Click here to monitor SSC
SQLServerCentral is supported by Red Gate Software Ltd.
 
Log in  ::  Register  ::  Not logged in
 
 
 

SQL Man of Mystery

Wes Brown is a PASS chapter leader and SQL Server MVP. He writes for SQL Server Central and maintains his blog at http://www.sqlserverio.com. Wes is Currently serving as a Senior Lead Consultant at Catapult Systems. Previous experiences include Product Manager for SQL Litespeed by Quest software and consultant to fortune 500 companies. He specializes in high availability, disaster recovery and very large database performance tuning.
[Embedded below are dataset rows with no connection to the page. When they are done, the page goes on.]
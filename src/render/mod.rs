//! Rendering module for serializing reconstructed documents.

mod html;
mod json;
mod markdown;
mod options;

pub use html::to_html;
pub use json::{to_json, JsonFormat};
pub use markdown::to_markdown;
pub use options::RenderOptions;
He is a frequent speaker at local user groups and SQLSaturdays.

Found a Bug in SQL Server 2005

It doesn’t happen often but every once in a while you may be the lucky person to find a previously unknown bug in SQL Server.

It was a normal morning for me, checking the status of our servers going over any failure messages waiting for the day to ramp up. That’s when one of our lead developers came around the corner and told me he had an error when he had tried to create an index on a table he was working on. The more he tried to explain the error the more I started to worry. I had him send me the code and the error statement.
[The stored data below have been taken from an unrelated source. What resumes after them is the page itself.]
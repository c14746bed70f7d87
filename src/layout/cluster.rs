//! Grouping glyphs into lines (horizontal) or columns (vertical).

use std::cmp::Ordering;

use super::LayoutDirection;
use crate::model::Glyph;

/// Fraction of the previous glyph's size used as the grouping tolerance.
const GROUP_TOLERANCE: f32 = 0.5;

/// An ordered group of glyphs forming one visual line or column.
///
/// Glyphs are held in reading order along the secondary axis (x0 ascending
/// for lines, top ascending for columns).
#[derive(Debug, Clone, PartialEq)]
pub struct Cluster {
    pub glyphs: Vec<Glyph>,
}

impl Cluster {
    pub fn len(&self) -> usize {
        self.glyphs.len()
    }

    pub fn is_empty(&self) -> bool {
        self.glyphs.is_empty()
    }

    /// Concatenated raw glyph text.
    pub fn raw_text(&self) -> String {
        self.glyphs.iter().map(|g| g.text.as_str()).collect()
    }
}

/// Primary-axis coordinate: the stacking axis of lines/columns.
fn primary(g: &Glyph, direction: LayoutDirection) -> f32 {
    match direction {
        LayoutDirection::Horizontal => g.top,
        LayoutDirection::Vertical => g.x0,
    }
}

/// Secondary-axis coordinate: the reading axis within a line/column.
fn secondary(g: &Glyph, direction: LayoutDirection) -> f32 {
    match direction {
        LayoutDirection::Horizontal => g.x0,
        LayoutDirection::Vertical => g.top,
    }
}

fn cmp_f32(a: f32, b: f32) -> Ordering {
    a.partial_cmp(&b).unwrap_or(Ordering::Equal)
}

/// Group glyphs into ordered clusters along the primary axis.
///
/// Glyphs are sorted by the primary axis (secondary axis breaks ties, keeping
/// the order deterministic over equal float keys) and walked once: a glyph
/// joins the open cluster when its primary-axis step from the previous glyph
/// stays under half that glyph's size, otherwise it starts a new cluster.
/// The tolerance is per-step, so it drifts with the previous glyph's size;
/// that matches the layout convention of the source material and is kept.
///
/// Vertical pages read right-to-left, so the cluster sequence is reversed
/// there before each cluster is re-sorted into reading order along the
/// secondary axis.
pub fn cluster_glyphs(direction: LayoutDirection, mut glyphs: Vec<Glyph>) -> Vec<Cluster> {
    if glyphs.is_empty() {
        return Vec::new();
    }

    glyphs.sort_by(|a, b| {
        cmp_f32(primary(a, direction), primary(b, direction))
            .then_with(|| cmp_f32(secondary(a, direction), secondary(b, direction)))
    });

    let mut clusters: Vec<Cluster> = Vec::new();
    let mut current: Vec<Glyph> = Vec::new();

    for glyph in glyphs {
        if let Some(prev) = current.last() {
            let tolerance = prev.size * GROUP_TOLERANCE;
            let step = primary(&glyph, direction) - primary(prev, direction);
            if step >= tolerance {
                clusters.push(Cluster {
                    glyphs: std::mem::take(&mut current),
                });
            }
        }
        current.push(glyph);
    }
    clusters.push(Cluster { glyphs: current });

    if direction == LayoutDirection::Vertical {
        clusters.reverse();
    }

    for cluster in &mut clusters {
        cluster.glyphs.sort_by(|a, b| {
            cmp_f32(secondary(a, direction), secondary(b, direction))
                .then_with(|| cmp_f32(primary(a, direction), primary(b, direction)))
        });
    }

    clusters
}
Location:     BtreeMgr.cpp:5372

Expression:   bufferLen > currOffset + ACCESSSOR_OVERHEAD

SPID:         116

Process ID:   5016

Msg 3624, Level 20, State 1, Line 2

A system assertion check has failed. Check the SQL Server error log for details. Typically, an assertion failure is caused by a software bug or data corruption. To check for database corruption, consider running DBCC CHECKDB. If you agreed to send dumps to Microsoft during setup, a mini dump will be sent to Microsoft. An update might be available from Microsoft in the latest Service Pack or in a QFE from Technical Support.

Msg 0, Level 20, State 0, Line 0

A severe error occurred on the current command.  The results, if any, should be discarded.
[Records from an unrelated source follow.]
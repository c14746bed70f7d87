//! JSON rendering of the reconstructed document model.

use crate::error::{Error, Result};
use crate::model::TextDocument;

/// JSON output format.
#[derive(Debug, Clone, Copy, PartialEq, Eq, Default)]
pub enum JsonFormat {
    /// Pretty-printed JSON with indentation
    #[default]
    Pretty,
    /// Compact JSON without extra whitespace
    Compact,
}

/// Convert a document to JSON.
pub fn to_json(doc: &TextDocument, format: JsonFormat) -> Result<String> {
    let result = match format {
        JsonFormat::Pretty => serde_json::to_string_pretty(doc),
        JsonFormat::Compact => serde_json::to_string(doc),
    };

    result.map_err(|e| Error::Render(format!("JSON serialization error: {}", e)))
}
I had what we like to call in the high availability space a “pucker moment”. This wasn’t your normal, I typed something wrong and got an error, kind of problem. This was a real SEV 20 with an assert, the core engine had just puked on something it shouldn’t have.

Like all good DBA’s the first thing I did was run a DBCC on the database this error was generated from.

While that was going on I asked my very good friend, Google, if he had seen this particular assert before. For the first time in a very long time Google failed me! In the last few years if I hit this kind of hard error someone else has too and it is ether being fixed in a hot fix or addressed in the next version of SQL Server, but not this time.

So, we have this same schema on another server and the developer tried the exact same code there and had the exact same error.

I had him document the steps he took to get to this point and to his credit the steps were clear, concise and easily reproducible.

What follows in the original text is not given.